Free access to water is vital for avoiding dehydration and it’s important to monitor how much your horse is consuming. In the summer months, excessive sweating caused by exercise or over rugging can lead to dehydration. Horses can be reluctant to drink even when dehydrated, but there are ways to tempt them. One top tip is to add cordial or food flavouring to the water – this is especially handy if you are travelling to a show and have to use a source of water that is unfamiliar to your horse. You can also use soaked horse feed to increase your horse’s water intake. Mashes, sugar beet and other high fibre feeds can be fed dampened to help your horse consume more water.

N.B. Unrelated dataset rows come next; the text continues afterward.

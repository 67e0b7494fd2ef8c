use svg::{self, node::element as svg_element};

use super::{ShapeDefinition, ShapeStyle, points_attribute};
use crate::geometry::{Bounds, Point, Size};

/// Upward-pointing isosceles triangle.
#[derive(Debug, Clone, Default)]
pub struct TriangleDefinition {
    style: ShapeStyle,
}

impl TriangleDefinition {
    pub fn new(style: ShapeStyle) -> Self {
        Self { style }
    }
}

impl ShapeDefinition for TriangleDefinition {
    fn render_to_svg(&self, bounds: Bounds) -> Box<dyn svg::Node> {
        let points = [
            Point::new(bounds.center().x(), bounds.min_y()),
            Point::new(bounds.max_x(), bounds.max_y()),
            Point::new(bounds.min_x(), bounds.max_y()),
        ];
        let polygon = svg_element::Polygon::new().set("points", points_attribute(&points));

        Box::new(apply_style!(polygon, &self.style))
    }

    /// The lower half, narrowed to the width the sides allow at mid height.
    fn content_bounds(&self, bounds: Bounds) -> Bounds {
        let size = Size::new(bounds.width() / 2.0, bounds.height() / 2.0);
        let top_left = Point::new(bounds.min_x() + bounds.width() / 4.0, bounds.center().y());
        Bounds::new_from_top_left(top_left, size)
    }

    fn style(&self) -> &ShapeStyle {
        &self.style
    }

    fn clone_box(&self) -> Box<dyn ShapeDefinition> {
        Box::new(self.clone())
    }
}
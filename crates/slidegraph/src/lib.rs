//! Slidegraph - deterministic slide-structure to SVG rendering.
//!
//! A slide is described declaratively as a [`model::SlideStructure`]: a
//! title, a layout kind and a list of typed diagram elements. The engine
//! validates it, lays the elements out into slots on a 1280×720 canvas and
//! renders each one into a single self-contained SVG document.
//!
//! Rendering is pure: no I/O, no clocks and no randomness, so the same
//! input always yields byte-identical output.

pub mod compose;
pub mod config;
pub mod model;

mod error;
mod render;
mod validate;

pub use slidegraph_core::{color, theme};

pub use error::SlideError;
pub use validate::validate;

use std::panic::{self, AssertUnwindSafe};

use log::{debug, error, info};
use serde::{Deserialize, Serialize};

use slidegraph_core::theme::ColorScheme;

use config::AppConfig;
use model::SlideStructure;

/// The outcome of one render, shaped for JSON consumers.
///
/// ```
/// # use slidegraph::RenderResult;
/// let failed = RenderResult::failure("structure が必要です");
/// assert_eq!(
///     serde_json::to_string(&failed).unwrap(),
///     r#"{"success":false,"error":"structure が必要です"}"#
/// );
/// ```
#[derive(Debug, Clone, PartialEq, Serialize, Deserialize)]
#[serde(rename_all = "camelCase")]
pub struct RenderResult {
    pub success: bool,
    #[serde(default, skip_serializing_if = "Option::is_none")]
    pub svg_data: Option<String>,
    #[serde(default, skip_serializing_if = "Option::is_none")]
    pub error: Option<String>,
}

impl RenderResult {
    /// A successful render carrying the SVG document.
    pub fn success(svg: String) -> Self {
        Self {
            success: true,
            svg_data: Some(svg),
            error: None,
        }
    }

    /// A failed render carrying a human-readable message.
    pub fn failure(message: impl Into<String>) -> Self {
        Self {
            success: false,
            svg_data: None,
            error: Some(message.into()),
        }
    }
}

impl From<Result<String, SlideError>> for RenderResult {
    fn from(result: Result<String, SlideError>) -> Self {
        match result {
            Ok(svg) => Self::success(svg),
            Err(err) => Self::failure(err.to_string()),
        }
    }
}

/// Renders slides with a fixed configuration.
///
/// # Examples
///
/// ```
/// use slidegraph::{SlideRenderer, config::AppConfig, model::SlideStructure};
///
/// let slide: SlideStructure = serde_json::from_str(
///     r#"{ "title": "Agenda", "layout": "title-bullets",
///          "elements": [{ "type": "bullet-list", "items": ["Intro", "Plan"] }] }"#,
/// ).unwrap();
///
/// let renderer = SlideRenderer::new(AppConfig::default());
/// let svg = renderer.render(&slide).unwrap();
/// assert!(svg.starts_with("<svg"));
/// assert!(svg.contains("Agenda"));
/// ```
#[derive(Debug, Default)]
pub struct SlideRenderer {
    config: AppConfig,
}

impl SlideRenderer {
    /// Create a new renderer with the given configuration.
    pub fn new(config: AppConfig) -> Self {
        Self { config }
    }

    pub fn config(&self) -> &AppConfig {
        &self.config
    }

    /// Validates and renders a slide to an SVG string.
    ///
    /// # Errors
    ///
    /// Returns an input error for a blank title or a grammar violation, and
    /// a structural error when a cap or a layout capacity is exceeded.
    pub fn render(&self, structure: &SlideStructure) -> Result<String, SlideError> {
        validate(structure, self.config.limits())?;

        let scheme = structure
            .color_scheme
            .unwrap_or_else(|| self.config.render().default_color_scheme());
        let theme = ColorScheme::resolve(scheme);
        debug!(scheme = scheme.as_str(); "Resolved color scheme");

        let document = compose::compose(structure, &theme, &self.config)?;
        let svg = document.to_string();
        info!(bytes = svg.len(); "Slide rendered");
        Ok(svg)
    }

    /// Renders a slide behind a panic boundary: a renderer panic becomes
    /// [`SlideError::Internal`] instead of unwinding into the caller.
    ///
    /// # Errors
    ///
    /// Returns the same errors as [`SlideRenderer::render`], plus
    /// [`SlideError::Internal`] for a caught panic.
    pub fn render_guarded(&self, structure: &SlideStructure) -> Result<String, SlideError> {
        panic::catch_unwind(AssertUnwindSafe(|| self.render(structure))).unwrap_or_else(|payload| {
            let message = panic_message(payload.as_ref());
            error!(message = message.as_str(); "Renderer panicked");
            Err(SlideError::Internal(message))
        })
    }

    /// Renders a slide, converting every failure (panics included) into an
    /// unsuccessful [`RenderResult`].
    pub fn render_result(&self, structure: &SlideStructure) -> RenderResult {
        let result = self.render_guarded(structure);
        if let Err(err) = &result {
            debug!(err:% = err; "Slide rejected");
        }
        result.into()
    }

    /// Deserializes and renders a slide given as a JSON value.
    ///
    /// `None` and JSON `null` are reported as a missing structure.
    pub fn render_value(&self, value: Option<&serde_json::Value>) -> RenderResult {
        let value = match value {
            Some(value) if !value.is_null() => value,
            _ => return RenderResult::failure(SlideError::MissingStructure.to_string()),
        };
        match SlideStructure::deserialize(value) {
            Ok(structure) => self.render_result(&structure),
            Err(err) => {
                debug!(err:% = err; "Slide structure does not deserialize");
                RenderResult::failure(SlideError::InvalidStructure(err.to_string()).to_string())
            }
        }
    }
}

fn panic_message(payload: &(dyn std::any::Any + Send)) -> String {
    if let Some(message) = payload.downcast_ref::<&str>() {
        (*message).to_string()
    } else if let Some(message) = payload.downcast_ref::<String>() {
        message.clone()
    } else {
        "unknown panic".to_string()
    }
}

/// Renders a slide given as a JSON value with the default configuration.
///
/// # Examples
///
/// ```
/// let result = slidegraph::render_slide(None);
/// assert!(!result.success);
/// assert_eq!(result.error.as_deref(), Some("structure が必要です"));
/// ```
pub fn render_slide(value: Option<&serde_json::Value>) -> RenderResult {
    SlideRenderer::default().render_value(value)
}

/// Parses JSON text and renders it with the default configuration.
pub fn render_slide_json(json: &str) -> RenderResult {
    match serde_json::from_str::<serde_json::Value>(json) {
        Ok(value) => render_slide(Some(&value)),
        Err(err) => RenderResult::failure(SlideError::InvalidStructure(err.to_string()).to_string()),
    }
}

Grass itself is around 80% water and so horses that turn out are actually consuming more water than those fed hay instead.
If the problem becomes very serious, they may need to be re-hydrated by an equine vet. This is particularly important in foals who can become dehydrated very quickly. If in any doubt contact your vet for more advice.

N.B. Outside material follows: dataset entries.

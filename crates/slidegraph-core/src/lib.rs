//! SlideGraph core types.
//!
//! This crate holds everything the slide renderer needs that is independent
//! of the slide data model:
//!
//! - **Geometry**: points, sizes, bounds and slot splitting ([`geometry`])
//! - **Canvas**: the fixed 1280×720 canvas and its frame regions ([`canvas`])
//! - **Colors**: CSS color parsing and hex output ([`color::Color`])
//! - **Themes**: named palettes resolved once per render ([`theme`])
//! - **Metrics**: deterministic text width estimates ([`metrics`])
//! - **Text layout**: wrapping, truncation and font fallback ([`text_layout`])
//! - **Draw**: layered SVG output, shapes, strokes, text ([`draw`])

pub mod canvas;
pub mod color;
pub mod draw;
pub mod geometry;
pub mod metrics;
pub mod text_layout;
pub mod theme;
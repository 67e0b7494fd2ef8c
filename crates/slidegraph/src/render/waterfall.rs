//! Waterfall (bridge) chart renderer.

use slidegraph_core::{
    color::Color,
    draw::{RenderLayer, ShapeStyle, Sketch, StrokeDefinition, TextAnchor, VerticalAlign},
    geometry::{Bounds, Point, Size},
};

use super::{
    RenderContext,
    common::{self, LinearScale, SMALL_FONT_SIZE, finite, format_signed, format_value},
};
use crate::model::WaterfallChart;

const VALUE_BAND: f32 = 22.0;

const CATEGORY_BAND: f32 = 36.0;

#[derive(Debug, Clone, Copy, PartialEq, Eq)]
enum BarKind {
    Start,
    Increase,
    Decrease,
    Total,
}

/// One bar spanning `from..to` in data units.
#[derive(Debug, Clone, PartialEq)]
struct Bar<'a> {
    label: &'a str,
    from: f64,
    to: f64,
    kind: BarKind,
}

impl Bar<'_> {
    fn value_text(&self) -> String {
        match self.kind {
            BarKind::Start | BarKind::Total => format_value(self.to),
            BarKind::Increase | BarKind::Decrease => format_signed(self.to - self.from),
        }
    }
}

/// Returns the cumulative level after each delta.
fn running_totals(start: f64, deltas: impl IntoIterator<Item = f64>) -> Vec<f64> {
    deltas
        .into_iter()
        .scan(finite(start), |level, delta| {
            *level += finite(delta);
            Some(*level)
        })
        .collect()
}

fn bars(chart: &WaterfallChart) -> Vec<Bar<'_>> {
    let start = finite(chart.start);
    let mut bars = Vec::with_capacity(chart.deltas.len() + 2);
    if start != 0.0 || chart.start_label.is_some() {
        bars.push(Bar {
            label: chart.start_label.as_deref().unwrap_or("Start"),
            from: 0.0,
            to: start,
            kind: BarKind::Start,
        });
    }

    let totals = running_totals(start, chart.deltas.iter().map(|d| d.value));
    let mut level = start;
    for (delta, total) in chart.deltas.iter().zip(&totals) {
        let kind = if *total >= level {
            BarKind::Increase
        } else {
            BarKind::Decrease
        };
        bars.push(Bar {
            label: &delta.label,
            from: level,
            to: *total,
            kind,
        });
        level = *total;
    }

    if chart.show_total && !chart.deltas.is_empty() {
        bars.push(Bar {
            label: chart.total_label.as_deref().unwrap_or("Total"),
            from: 0.0,
            to: level,
            kind: BarKind::Total,
        });
    }
    bars
}

fn color_for(ctx: &RenderContext<'_>, kind: BarKind) -> Color {
    match kind {
        BarKind::Start | BarKind::Total => ctx.theme().primary(),
        BarKind::Increase => ctx.theme().positive(),
        BarKind::Decrease => ctx.theme().negative(),
    }
}

pub fn render(chart: &WaterfallChart, sketch: &mut Sketch, ctx: &RenderContext<'_>) {
    let bars = bars(chart);
    if bars.is_empty() {
        common::placeholder(sketch, ctx, "waterfall without deltas");
        return;
    }

    let area = sketch.clip();
    let plot = area.below(VALUE_BAND, 0.0);
    let plot = plot.take_top((plot.height() - CATEGORY_BAND).max(0.0));
    let categories = area.take_bottom(CATEGORY_BAND.min(area.height()));
    let scale = LinearScale::zero_based(
        bars.iter().flat_map(|bar| [bar.from, bar.to]),
        plot.max_y(),
        plot.min_y(),
    );

    let baseline = scale.zero();
    sketch.line(
        RenderLayer::Grid,
        Point::new(plot.min_x(), baseline),
        Point::new(plot.max_x(), baseline),
        &common::grid_stroke(ctx),
    );

    let columns = plot.split_columns(bars.len(), 12.0);
    let value_style = ctx.centered_style(SMALL_FONT_SIZE);
    let category_style = ctx.muted_style(SMALL_FONT_SIZE).with_anchor(TextAnchor::Middle);
    let connector = StrokeDefinition::dashed(ctx.theme().neutral(), 1.0);

    let mut previous: Option<(f32, f64)> = None;
    for (bar, column) in bars.iter().zip(&columns) {
        let width = column.width() * 0.7;
        let top = scale.map(bar.from.max(bar.to));
        let bottom = scale.map(bar.from.min(bar.to));
        let rect = Bounds::new_from_top_left(
            Point::new(column.center().x() - width / 2.0, top),
            Size::new(width, (bottom - top).max(0.0)),
        );
        sketch.rect(
            RenderLayer::Content,
            rect,
            &ShapeStyle::filled(color_for(ctx, bar.kind)),
            2.0,
        );

        if let Some((previous_right, level)) = previous {
            let y = scale.map(level);
            sketch.line(
                RenderLayer::Connector,
                Point::new(previous_right, y),
                Point::new(rect.min_x(), y),
                &connector,
            );
        }
        previous = Some((rect.max_x(), bar.to));

        let value_box = Bounds::new_from_top_left(
            Point::new(column.min_x(), (rect.min_y() - VALUE_BAND).max(area.min_y())),
            Size::new(column.width(), VALUE_BAND),
        );
        common::line_label(sketch, &value_style, &bar.value_text(), value_box, VerticalAlign::Bottom);

        let category_box = Bounds::new_from_top_left(
            Point::new(column.min_x(), categories.min_y()),
            Size::new(column.width(), categories.height()),
        );
        common::label(
            sketch,
            &category_style,
            bar.label,
            category_box,
            &[SMALL_FONT_SIZE, 11.0],
            VerticalAlign::Top,
        );
    }
}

Just like humans, horses’ eyes can become irritated and develop conjunctivitis which is the inflammation of the conjunctiva, or pink mucus membranes of the eye. The swelling can be caused by an infection or other non-infectious causes such as dust, flies or trauma. Fly masks can help reduce the risk of irritation.
Should you notice your horse’s eyes are inflamed or the presence of discharge, you should consult your vet for advice. It may be necessary to administer some eye drops or creams and your horse may need antibiotics.
A lot of horses can be hyper-sensitive to insect bites, and this is a problem called Sweet Itch. It tends to occur in the summer as this is when the midges that cause the allergic reaction in the horse are most abundant. When your horse is affected by Sweet Itch, they’ll often display signs of itchiness, and if left untreated, they will rub themselves to the point where skin damage and hair loss occur which may then become infectedUse of fly repellents or special rugs and fly masks are all worth investing in to provide some protection from midges for your horse.
Bruised Soles And Off Pain
Some horses can become very bothered by flies and insects buzzing around their legs and may stamp their feet to try and get rid of them. Doing this repeatedly on hard ground can cause bruising to the soles of their feet which can result in corns. This can also occur if ridden fast or for long periods on really hard ground. Bruising can develop into an abcess and this can be so painful the horse will not be able to bear weight on that leg. A vet or farrier is needed to dig into the hoof and allow the pus in the abscess to be removed. A poultice may need to be applied to draw all the pus out and protect the wound from becoming infected. Horses with very flat or low soles may need special shoes or pads to be applied to give them more protection. This is worth discussing with your farrier if they have repeated problems with bruised soles.
One of the main reasons for putting rugs on horses when they are turned out is to keep them clean and dry so you can ride. Afterall, we know it rains in the UK in the summer months and horses are very good at creating a mud patch to roll in to maximise how dirty they can get! Even a lightweight rug will act as an insulating layer and can result in horses getting too hot. If they sweat when wearing a rug it can increase the risk of rubbing and chafing and, like humans, keeping cool uses energy. The hotter the horse gets, the more energy they will use to cool down. Whilst we don’t want an underweight horse to get cold, do be sure they really need a rug as they will burn energy keeping cool too.
You may not realise it, but horses can actually suffer from sunburn just like the rest of us. Those with pink noses and white coats are more likely to experience it during the summer as their skin is sensitive to the UV rays. Using a fly mask or sheet can help massively as well as horse-specific sunscreen. If you’re worried that their sun damage is severe, then it’s always best to speak to a vet and ask them to check them over.
Summer can be a challenging time for horse owners, even more so than the winter. This is because of all the ailments that can arise and impact your horse’s health. However, there are steps you can take to avoid them as best you can. Vitamin D from the sun’s rays is essential for their health, so you can’t avoid the sun completely. But if you make sure that they’re taken care of in the sunshine, you’ll be able to keep them happy and free from those pesky summer ailments.